In response to this, some have claimed that the boys shouldn’t be at Herzlia in the first place if they are not Zionist. But this betrays a further lack of familiarity with our Constitution, which prohibits discrimination by any entity on grounds including “conscience” and “belief.” Herzlia cannot tell students that they are not welcome if they do not share certain political views, because that would constitute discrimination against them on these grounds. The logical conclusion of asserting a private institution’s right to enforce political views is that we should all be siloed into schools, workplaces, and communities based on our internally held convictions. This is anathema to a free and open society of diverse views and beliefs.

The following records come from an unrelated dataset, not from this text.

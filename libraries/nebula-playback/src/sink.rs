//! Audio sink boundary
//!
//! The engine never decodes audio. It hands a resolved URL to an
//! [`AudioSink`] and follows the sink's lifecycle through [`SinkEvent`]s,
//! tracked by the [`SinkState`] machine.

use async_trait::async_trait;
use serde::{Deserialize, Serialize};
use std::time::Duration;

/// Audio output device
///
/// Implemented by the platform layer (browser element, native player, or a
/// logging stub in the CLI).
#[async_trait]
pub trait AudioSink: Send + Sync {
    /// Replace the current resource with `url`
    fn load(&self, url: &str);

    /// Start or resume playback
    ///
    /// May fail asynchronously (autoplay blocked, unsupported media). The
    /// controller logs the failure and carries on.
    async fn play(&self) -> nebula_core::Result<()>;

    /// Pause playback
    fn pause(&self);

    /// Jump to an absolute position
    fn seek(&self, position: Duration);

    /// Set linear output volume, already clamped to `[0, 1]`
    fn set_volume(&self, volume: f32);
}

/// Notifications reported by the sink
#[derive(Debug, Clone, Copy, PartialEq, Serialize, Deserialize)]
pub enum SinkEvent {
    /// Playback started
    Play,

    /// Playback paused
    Pause,

    /// Position moved
    TimeUpdate {
        /// Current position in seconds
        current: f64,
        /// Resource duration in seconds (NaN or non-positive when unknown)
        duration: f64,
    },

    /// Resource played to the end
    Ended,
}

/// Sink lifecycle
#[derive(Debug, Clone, Copy, Default, PartialEq, Eq, Serialize, Deserialize)]
#[serde(rename_all = "lowercase")]
pub enum SinkState {
    /// Nothing loaded
    #[default]
    Idle,

    /// Resource handed over, not yet playing
    Loading,

    /// Audibly playing
    Playing,

    /// Paused by the user or the platform
    Paused,

    /// Resource finished
    Ended,
}

impl SinkState {
    /// State after a new resource is loaded
    pub fn on_load(self) -> SinkState {
        SinkState::Loading
    }

    /// State after a sink event
    ///
    /// `Pause`, `TimeUpdate` and `Ended` leave `Idle` unchanged, since there
    /// is nothing loaded to pause or finish. `Ended` is left only by `Play`
    /// or a new load.
    pub fn on_event(self, event: &SinkEvent) -> SinkState {
        use SinkState::{Ended, Idle, Loading, Paused, Playing};

        match (self, event) {
            (_, SinkEvent::Play) => Playing,
            (Idle, _) => Idle,
            (Ended, _) => Ended,
            (Loading | Playing | Paused, SinkEvent::Pause) => Paused,
            (Loading | Playing | Paused, SinkEvent::Ended) => Ended,
            (state, SinkEvent::TimeUpdate { .. }) => state,
        }
    }

    /// Whether audio is currently audible
    pub fn is_playing(self) -> bool {
        self == SinkState::Playing
    }
}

While Herzlia’s decision to take disciplinary action against a peaceful protest is more than sufficient to enrage any reasonable observer, what is perhaps more unsettling is the duplicitous way in which the school has tried to deflect public criticism. In its initial statement, Herzlia strongly condemned the protest, claiming that it “showed a lack of respect, pride, gratitude, responsibility, compassion and understanding of the community.” This was the statement in which they publicly insisted that the children would be punished, although the nature of this punishment was conveniently not specified.

Later, after an outpouring of criticism from both within and outside the Jewish community, the school put out another statement – this time signalling an apparent change of course. The second statement acknowledged that “we are fortunate to live in a country with a progressive Constitution that allows for people to express their diverse opinions”, and claimed that the school had “resolved the issue amicably”. This statement made no mention of any disciplinary sanctions, and any reasonable reader would have been led to believe that the school had decided not to punish the students after all.

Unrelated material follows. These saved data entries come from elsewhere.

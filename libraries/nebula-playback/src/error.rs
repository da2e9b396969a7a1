//! Error types for playback management

use nebula_core::NebulaError;
use thiserror::Error;

/// Playback errors
///
/// Most playback failures are absorbed with a fallback and reported through
/// [`PlayOutcome`](crate::PlayOutcome); only operations whose caller must
/// know about the failure (like toggles, refreshes) return these.
#[derive(Debug, Error)]
pub enum PlaybackError {
    /// Operation needs a track id but the track has none
    #[error("Track has no id")]
    MissingTrackId,

    /// Remote collaborator failed
    #[error("Service error: {0}")]
    Service(#[from] NebulaError),
}

/// Result type for playback operations
pub type Result<T> = std::result::Result<T, PlaybackError>;
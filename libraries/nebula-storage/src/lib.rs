//! Nebula Storage
//!
//! `SQLite` persistence for the two pieces of playback state that survive a
//! restart: the play queue and the recent-play history.
//!
//! # Architecture
//!
//! - **Wholesale rewrites**: every save replaces the stored collection in
//!   one transaction, so a crash never leaves half a queue behind
//! - **Vertical Slicing**: each table owns its own queries
//! - **Tolerant loads**: rows that no longer decode are skipped with a warning
//!
//! # Example
//!
//! ```rust,no_run
//! use nebula_core::{PlaybackStore, Track};
//! use nebula_storage::SqlitePlaybackStore;
//!
//! # async fn example() -> Result<(), Box<dyn std::error::Error>> {
//! let store = SqlitePlaybackStore::open("sqlite://nebula.db").await?;
//!
//! store.save_queue(&[Track::new("dQw4w9WgXcQ", "Never Gonna Give You Up", "Rick Astley")]).await?;
//! let queue = store.load_queue().await?;
//! # Ok(())
//! # }
//! ```

mod context;
mod error;
mod memory;

// Vertical slices
pub mod queue;
pub mod recent_history;

pub use context::SqlitePlaybackStore;
pub use error::{Result, StorageError};
pub use memory::MemoryPlaybackStore;

use sqlx::migrate::Migrator;
use sqlx::sqlite::SqlitePool;

// Embed migrations into binary
static MIGRATOR: Migrator = sqlx::migrate!("./migrations");

/// Run database migrations
///
/// Call once at startup, before the first query.
pub async fn run_migrations(pool: &SqlitePool) -> std::result::Result<(), sqlx::migrate::MigrateError> {
    MIGRATOR.run(pool).await
}

/// Create a new `SQLite` pool
///
/// # Arguments
///
/// * `database_url` - `SQLite` connection string (e.g., `<sqlite://nebula.db>`)
pub async fn create_pool(database_url: &str) -> std::result::Result<SqlitePool, sqlx::Error> {
    use sqlx::sqlite::{SqliteConnectOptions, SqliteJournalMode, SqlitePoolOptions};
    use std::str::FromStr;

    tracing::debug!(database_url, "Creating SQLite pool");

    let options = SqliteConnectOptions::from_str(database_url)?
        .create_if_missing(true)
        .journal_mode(SqliteJournalMode::Wal)
        .busy_timeout(std::time::Duration::from_secs(30));

    SqlitePoolOptions::new()
        .max_connections(5)
        .connect_with(options)
        .await
}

And yet, just days after this placating statement, it has emerged that the boys will indeed be punished, and are not being allowed to speak to the press. How is punishment and a ban on speaking to the press anything like an “amicable resolution”? More important, how can it possibly reflect a commitment to free speech? It is abundantly clear that the school’s statement was intentionally designed to mislead the public.

The issue could not be clearer-cut. The students had a constitutionally protected right to be at Herzlia regardless of their political views, and an equal right to peacefully protest within the school. Regardless of what you think about their political opinions, you must be enraged by Herzlia’s blatant flouting of the Constitution by instituting any punishment.

The most recent incident at Herzlia is part of a long history of similar repression, intimidation, and humiliation of students at South African Jewish schools. Each time this happens, the institutions that are responsible are allowed to get away with it because they succeed in muddying the waters to make all sides look culpable, and to erect a superficial façade of respect for freedom of speech and the law. At the same time, however, these schools continue to insist on conformity and to actively silence dissenters.

This must be confronted powerfully and directly, both within the community and in the country as a whole. We cannot let these schools get away with repressing political expression and undermining constitutional rights by simply issuing a false statement claiming vaguely to respect diverse opinions, without any apology or a meaningful commitment to change. DM

Saul Musker studies public policy as a Rhodes Scholar at the University of Oxford. His brother, Sam Musker, studies Philosophy and Science at the University of Pennsylvania. Both are from Johannesburg.